Records supplied Block Start

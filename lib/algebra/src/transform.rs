//! Rewriting framework for the algebra tree.
//!
//! Rewrites are pure: a transformer maps a pattern to a new pattern and
//! leaves anything it cannot prove safe to change untouched. Depth is
//! threaded through the recursion (root is 0) so rules that only apply at or
//! near the root can tell where they are.

use crate::graph_pattern::GraphPattern;

pub trait Transformer {
    /// Applies the transformer to a whole tree.
    fn transform(&self, pattern: &GraphPattern) -> GraphPattern {
        self.transform_at_depth(pattern, 0)
    }

    fn transform_at_depth(&self, pattern: &GraphPattern, depth: usize) -> GraphPattern;
}

/// Rebuilds a node with every direct child replaced by `f(child, depth + 1)`.
/// Leaf nodes are cloned unchanged.
pub fn transform_children<F>(pattern: &GraphPattern, depth: usize, f: &mut F) -> GraphPattern
where
    F: FnMut(&GraphPattern, usize) -> GraphPattern,
{
    let child_depth = depth + 1;
    match pattern {
        GraphPattern::Bgp { .. }
        | GraphPattern::Path { .. }
        | GraphPattern::AskBgp { .. }
        | GraphPattern::LazyBgp { .. } => pattern.clone(),
        GraphPattern::Join { left, right } => GraphPattern::Join {
            left: Box::new(f(left, child_depth)),
            right: Box::new(f(right, child_depth)),
        },
        GraphPattern::Product { left, right } => GraphPattern::Product {
            left: Box::new(f(left, child_depth)),
            right: Box::new(f(right, child_depth)),
        },
        GraphPattern::LeftJoin {
            left,
            right,
            expression,
        } => GraphPattern::LeftJoin {
            left: Box::new(f(left, child_depth)),
            right: Box::new(f(right, child_depth)),
            expression: expression.clone(),
        },
        GraphPattern::Filter { expression, inner } => GraphPattern::Filter {
            expression: expression.clone(),
            inner: Box::new(f(inner, child_depth)),
        },
        GraphPattern::Union { left, right } => GraphPattern::Union {
            left: Box::new(f(left, child_depth)),
            right: Box::new(f(right, child_depth)),
        },
        GraphPattern::Graph { name, inner } => GraphPattern::Graph {
            name: name.clone(),
            inner: Box::new(f(inner, child_depth)),
        },
        GraphPattern::Extend {
            inner,
            variable,
            expression,
        } => GraphPattern::Extend {
            inner: Box::new(f(inner, child_depth)),
            variable: variable.clone(),
            expression: expression.clone(),
        },
        GraphPattern::Minus { left, right } => GraphPattern::Minus {
            left: Box::new(f(left, child_depth)),
            right: Box::new(f(right, child_depth)),
        },
        GraphPattern::Project { inner, variables } => GraphPattern::Project {
            inner: Box::new(f(inner, child_depth)),
            variables: variables.clone(),
        },
        GraphPattern::Service {
            name,
            inner,
            silent,
        } => GraphPattern::Service {
            name: name.clone(),
            inner: Box::new(f(inner, child_depth)),
            silent: *silent,
        },
        GraphPattern::Distinct { inner } => GraphPattern::Distinct {
            inner: Box::new(f(inner, child_depth)),
        },
        GraphPattern::Reduced { inner } => GraphPattern::Reduced {
            inner: Box::new(f(inner, child_depth)),
        },
        GraphPattern::Slice {
            inner,
            start,
            length,
        } => GraphPattern::Slice {
            inner: Box::new(f(inner, child_depth)),
            start: *start,
            length: *length,
        },
        GraphPattern::OrderBy { inner, expression } => GraphPattern::OrderBy {
            inner: Box::new(f(inner, child_depth)),
            expression: expression.clone(),
        },
        GraphPattern::AskUnion { left, right } => GraphPattern::AskUnion {
            left: Box::new(f(left, child_depth)),
            right: Box::new(f(right, child_depth)),
        },
        GraphPattern::LazyUnion {
            left,
            right,
            required,
        } => GraphPattern::LazyUnion {
            left: Box::new(f(left, child_depth)),
            right: Box::new(f(right, child_depth)),
            required: *required,
        },
        GraphPattern::FilteredProduct {
            left,
            right,
            expression,
        } => GraphPattern::FilteredProduct {
            left: Box::new(f(left, child_depth)),
            right: Box::new(f(right, child_depth)),
            expression: expression.clone(),
        },
    }
}
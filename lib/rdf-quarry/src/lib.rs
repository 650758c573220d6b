//! RDF Quarry: a SPARQL graph pattern optimizer and query engine.
//!
//! Queries are parsed into an algebra tree, rewritten by a fixed optimizer
//! pipeline, and evaluated against any [`engine::Dataset`]:
//!
//! ```
//! use rdf_quarry::algebra::Query;
//! use rdf_quarry::engine::{MemoryDataset, QueryEngine};
//! use rdf_quarry::model::{NamedNode, Triple};
//! use std::sync::Arc;
//!
//! let mut dataset = MemoryDataset::new();
//! dataset.insert(Triple::new(
//!     NamedNode::new("http://example.org/alice"),
//!     NamedNode::new("http://example.org/knows"),
//!     NamedNode::new("http://example.org/bob"),
//! ));
//!
//! let engine = QueryEngine::new(Arc::new(dataset));
//! let mut query = Query::parse("SELECT ?who WHERE { ?anyone <http://example.org/knows> ?who }", None)?;
//! let results = engine.process_query(&mut query)?;
//! assert_eq!(results.into_solutions().map(|s| s.len()), Some(1));
//! # Ok::<_, Box<dyn std::error::Error>>(())
//! ```

pub mod model {
    pub use rdf_quarry_model::*;
}

pub mod algebra {
    pub use rdf_quarry_algebra::*;
}

pub mod engine {
    pub use rdf_quarry_engine::*;
}
fn bind_term(pattern: &TermPattern, term: &Term, solution: &mut Solution) -> bool {
    let variable = match pattern {
        TermPattern::Variable(v) => v.clone(),
        // Blank nodes in patterns act as variables that cannot be selected;
        // the pseudo-name is unwritable in the query language, so it cannot
        // collide and projection strips it.
        TermPattern::BlankNode(b) => blank_node_variable(b.as_str()),
        _ => return pattern.as_term().as_ref() == Some(term),
    };
    match solution.get(&variable) {
        Some(existing) => existing == term,
        None => {
            solution.bind(variable, term.clone());
            true
        }
    }
}

fn blank_node_variable(id: &str) -> Variable {
    Variable::new(format!("_:{id}"))
}
use crate::graph_pattern::GraphPattern;
use crate::transform::Transformer;

/// Swaps in existence-check operators for ASK queries.
///
/// Only applied at the algebra root and through operators that pass
/// solutions straight through. An `AskBgp` stops at its first solution and
/// an `AskUnion` skips its right branch when the left found one, which is
/// all an ASK result needs. Anything below a join or other combining
/// operator keeps its exhaustive form, since those need full inputs.
pub struct AskSpecialization;

impl Transformer for AskSpecialization {
    fn transform_at_depth(&self, pattern: &GraphPattern, depth: usize) -> GraphPattern {
        match pattern {
            GraphPattern::Bgp { patterns } => GraphPattern::AskBgp {
                patterns: patterns.clone(),
            },
            GraphPattern::Union { left, right } => GraphPattern::AskUnion {
                left: Box::new(self.transform_at_depth(left, depth + 1)),
                right: Box::new(self.transform_at_depth(right, depth + 1)),
            },
            GraphPattern::Distinct { inner } => GraphPattern::Distinct {
                inner: Box::new(self.transform_at_depth(inner, depth + 1)),
            },
            GraphPattern::Reduced { inner } => GraphPattern::Reduced {
                inner: Box::new(self.transform_at_depth(inner, depth + 1)),
            },
            GraphPattern::Slice {
                inner,
                start,
                length,
            } => GraphPattern::Slice {
                inner: Box::new(self.transform_at_depth(inner, depth + 1)),
                start: *start,
                length: *length,
            },
            GraphPattern::Project { inner, variables } => GraphPattern::Project {
                inner: Box::new(self.transform_at_depth(inner, depth + 1)),
                variables: variables.clone(),
            },
            other => other.clone(),
        }
    }
}

#[cfg(test)]
mod tests {
    use super::*;
    use crate::Query;

    fn specialized(query: &str) -> String {
        let query = Query::parse(query, None).unwrap();
        AskSpecialization.transform(query.pattern()).to_string()
    }

    #[test]
    fn root_bgp_becomes_ask_bgp() {
        assert_eq!(
            specialized("ASK WHERE { ?s ?p ?o }"),
            "(ask-bgp (triple ?s ?p ?o))"
        );
    }

    #[test]
    fn union_branches_are_specialized_recursively() {
        let rewritten = specialized(
            "ASK WHERE { { ?s ?p ?o } UNION { { ?a ?b ?c } UNION { ?x ?y ?z } } }",
        );
        assert_eq!(
            rewritten,
            "(ask-union (ask-bgp (triple ?s ?p ?o)) \
             (ask-union (ask-bgp (triple ?a ?b ?c)) (ask-bgp (triple ?x ?y ?z))))"
        );
    }

    #[test]
    fn bgps_below_a_join_stay_exhaustive() {
        let rewritten = specialized(
            "PREFIX ex: <http://example.org/> \
             ASK WHERE { { ?s ex:p ?o } OPTIONAL { ?o ex:q ?v } }",
        );
        assert!(!rewritten.contains("ask-bgp"), "{rewritten}");
    }
}
//! Query algebra for the RDF Quarry engine: the operator tree, lowering
//! from `spargebra` parse trees, and the rewrite pipeline.

mod expression;
mod graph_pattern;
mod lowering;
pub mod optimizer;
mod query;
mod transform;

pub use expression::{Expression, Function, OrderExpression};
pub use graph_pattern::{
    GraphPattern, NamedNodePattern, PropertyPath, TermPattern, TriplePattern,
};
pub use lowering::QueryParseError;
pub use optimizer::{Optimizer, Replacement, VariableSubstitution};
pub use query::{Query, QueryForm};
pub use transform::{transform_children, Transformer};
use crate::lowering::lower_query;
use crate::{GraphPattern, QueryParseError};
use std::fmt;
use std::time::Duration;

/// The query form, which decides how results are shaped and which
/// specializations the optimizer may apply.
#[derive(Debug, Clone, Copy, PartialEq, Eq)]
pub enum QueryForm {
    Select,
    Ask,
}

/// A parsed and lowered query: the algebra tree plus per-query execution
/// settings.
#[derive(Debug, Clone)]
pub struct Query {
    pub(crate) form: QueryForm,
    pub(crate) pattern: GraphPattern,
    pub(crate) limit: Option<usize>,
    pub(crate) offset: usize,
    timeout_ms: u64,
    partial_results_on_timeout: bool,
    execution_time: Option<Duration>,
}

impl Query {
    /// Parses a SPARQL query string and lowers it into the engine's algebra.
    pub fn parse(query: &str, base_iri: Option<&str>) -> Result<Self, QueryParseError> {
        let parsed = spargebra::Query::parse(query, base_iri)?;
        lower_query(&parsed)
    }

    pub(crate) fn new(form: QueryForm, pattern: GraphPattern) -> Self {
        let (offset, limit) = match &pattern {
            GraphPattern::Slice { start, length, .. } => (*start, *length),
            _ => (0, None),
        };
        Self {
            form,
            pattern,
            limit,
            offset,
            timeout_ms: 0,
            partial_results_on_timeout: false,
            execution_time: None,
        }
    }

    pub fn form(&self) -> QueryForm {
        self.form
    }

    pub fn pattern(&self) -> &GraphPattern {
        &self.pattern
    }

    pub fn limit(&self) -> Option<usize> {
        self.limit
    }

    pub fn offset(&self) -> usize {
        self.offset
    }

    /// The per-query timeout in milliseconds. Zero means "use the engine's
    /// default"; a nonzero value overrides the default entirely.
    pub fn timeout_ms(&self) -> u64 {
        self.timeout_ms
    }

    pub fn set_timeout_ms(&mut self, timeout_ms: u64) {
        self.timeout_ms = timeout_ms;
    }

    /// Whether an expired deadline should surface the solutions accumulated
    /// so far instead of failing the query.
    pub fn partial_results_on_timeout(&self) -> bool {
        self.partial_results_on_timeout
    }

    pub fn set_partial_results_on_timeout(&mut self, partial: bool) {
        self.partial_results_on_timeout = partial;
    }

    /// Wall-clock time of the last evaluation, including one that timed out.
    pub fn execution_time(&self) -> Option<Duration> {
        self.execution_time
    }

    pub fn set_execution_time(&mut self, execution_time: Duration) {
        self.execution_time = Some(execution_time);
    }
}

impl fmt::Display for Query {
    fn fmt(&self, f: &mut fmt::Formatter<'_>) -> fmt::Result {
        self.pattern.fmt(f)
    }
}
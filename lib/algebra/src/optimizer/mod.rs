//! The rewrite pipeline run over every query before evaluation.

mod ask;
mod filter_placement;
mod filtered_product;
mod implicit_join;
mod lazy;
mod reorder;
mod substitution;

pub use ask::AskSpecialization;
pub use filter_placement::FilterPlacement;
pub use filtered_product::FilteredProductRewrite;
pub use implicit_join::ImplicitJoin;
pub use lazy::LazySpecialization;
pub use reorder::ReorderBgp;
pub use substitution::{Replacement, VariableSubstitution};

use crate::query::{Query, QueryForm};
use crate::transform::Transformer;

pub struct Optimizer;

impl Optimizer {
    /// Runs the rules in their fixed order. Every rule leaves what it cannot
    /// prove safe to change untouched, so the pipeline is total.
    ///
    /// The order matters: reordering feeds filter placement (prefixes only
    /// make sense on sorted BGPs), the specializations must see the final
    /// pattern shapes, and the implicit-join rewrite deliberately skips the
    /// accept-all case the filtered-product rule picks up afterwards.
    pub fn optimize(query: &mut Query) {
        let mut pattern = ReorderBgp.transform(&query.pattern);
        pattern = FilterPlacement.transform(&pattern);
        if query.form == QueryForm::Ask {
            pattern = AskSpecialization.transform(&pattern);
        }
        if let Some(limit) = query.limit {
            pattern = LazySpecialization::new(query.offset + limit).transform(&pattern);
        }
        pattern = ImplicitJoin.transform(&pattern);
        pattern = FilteredProductRewrite.transform(&pattern);
        query.pattern = pattern;
    }
}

Records supplied Block End

Task brief ▸
The answer must hold exactly the lines of the entries above, from the first line through the line that contains "untouched. Depth is", and no others.

Exercise solution ▸
filename lib/algebra/src/transform.rs
//! Rewriting framework for the algebra tree.
//!
//! Rewrites are pure: a transformer maps a pattern to a new pattern and
//! leaves anything it cannot prove safe to change untouched. Depth is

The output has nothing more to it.